Furthermore, Shaun Clarke was not one writer but several, I was assured. Mr Reynolds would give me no clues other than to say Soldier C would be set in Malaysia, my old stamping ground, during 'confrontation' with Indonesia in the 1960s. Soldier D would be set in Oman, an SAS base, Soldier E would be in Colombia where our boys are teaching the local constabulary the basics of jungle warfare and how to ambush and capture or kill drug barons.
Mr Reynolds stopped at the letter 'E', but if the series goes to the end of the alphabet, as he said it would, we may be in for some revelations of SAS activities that could have certain parts of Whitehall rushing for their 'D-Notices'. Clever old Bloomsbury could say it was just fiction and escape censorship. I wouldn't mind betting Soldier F is the story of former SAS chaps hired by the Colombian drugs cartels to counter their colleagues on the other side. Soldier G might tell us about our clandestine goings-on in Cambodia. Soldier H might be about Afghanistan, Soldier I in Kenya perhaps, Soldier J in Mozambique, Soldier K could tell us about Angola, Soldier L would be in Ireland and so on and so on.

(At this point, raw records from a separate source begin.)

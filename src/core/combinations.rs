//! Bounded combination search.
//!
//! Subsets are produced in lexicographic index order and generation stops once
//! `limit` subsets exist. Since the pool is sorted best-first before search,
//! early subsets favour strong candidates, but the cap means later (possibly
//! better-scoring as a team) subsets are never seen. Results are heuristic,
//! not optimal.

/// Default cap on generated subsets
pub const MAX_COMBINATIONS: usize = 100;

/// Generate up to `limit` distinct `size`-subsets of `0..pool_size` as index lists
pub fn index_combinations(pool_size: usize, size: usize, limit: usize) -> Vec<Vec<usize>> {
    let mut out = Vec::new();
    if size == 0 || size > pool_size || limit == 0 {
        return out;
    }

    let mut current = Vec::with_capacity(size);
    extend(0, pool_size, size, limit, &mut current, &mut out);
    out
}

fn extend(
    start: usize,
    pool_size: usize,
    size: usize,
    limit: usize,
    current: &mut Vec<usize>,
    out: &mut Vec<Vec<usize>>,
) {
    if out.len() >= limit {
        return;
    }
    if current.len() == size {
        out.push(current.clone());
        return;
    }

    let remaining = size - current.len();
    // Stop early once too few elements are left to finish the subset
    for i in start..=(pool_size - remaining) {
        current.push(i);
        extend(i + 1, pool_size, size, limit, current, out);
        current.pop();
        if out.len() >= limit {
            return;
        }
    }
}

/// Generate up to `limit` `size`-subsets of `pool`, preserving pool order
pub fn combinations<'a, T>(pool: &'a [T], size: usize, limit: usize) -> Vec<Vec<&'a T>> {
    index_combinations(pool.len(), size, limit)
        .into_iter()
        .map(|indices| indices.into_iter().map(|i| &pool[i]).collect())
        .collect()
}

/// C(n, k), saturating on overflow
pub fn binomial(n: usize, k: usize) -> usize {
    if k > n {
        return 0;
    }
    let k = k.min(n - k);
    let mut result: usize = 1;
    for i in 0..k {
        result = match result.checked_mul(n - i) {
            Some(v) => v / (i + 1),
            None => return usize::MAX,
        };
    }
    result
}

My mind was dizzy with revelations and conspiracies until a wiser old bird a few desks away pulled me up and said it was just a way of making money. The books were war comics for grown-ups.
THE LAST occupant of a bolt hole I found myself in this week was Brigadier Kenneth Mears, Deputy Governor of the Tower of London. He left in 1989. His flat was gutted and now you have what the Historic Royal Palaces Agency call a medieval palace - three rooms that were the London residence of King Edward I.
I was taken aback by the strong smell of frankincense on the first viewing day last week. I was even more surprised to find a man in a robe waiting to explain that he was a banneret, a superior knight who looked after the monarch's security. Edward was a religious man so he needed someone to protect his back while he prayed.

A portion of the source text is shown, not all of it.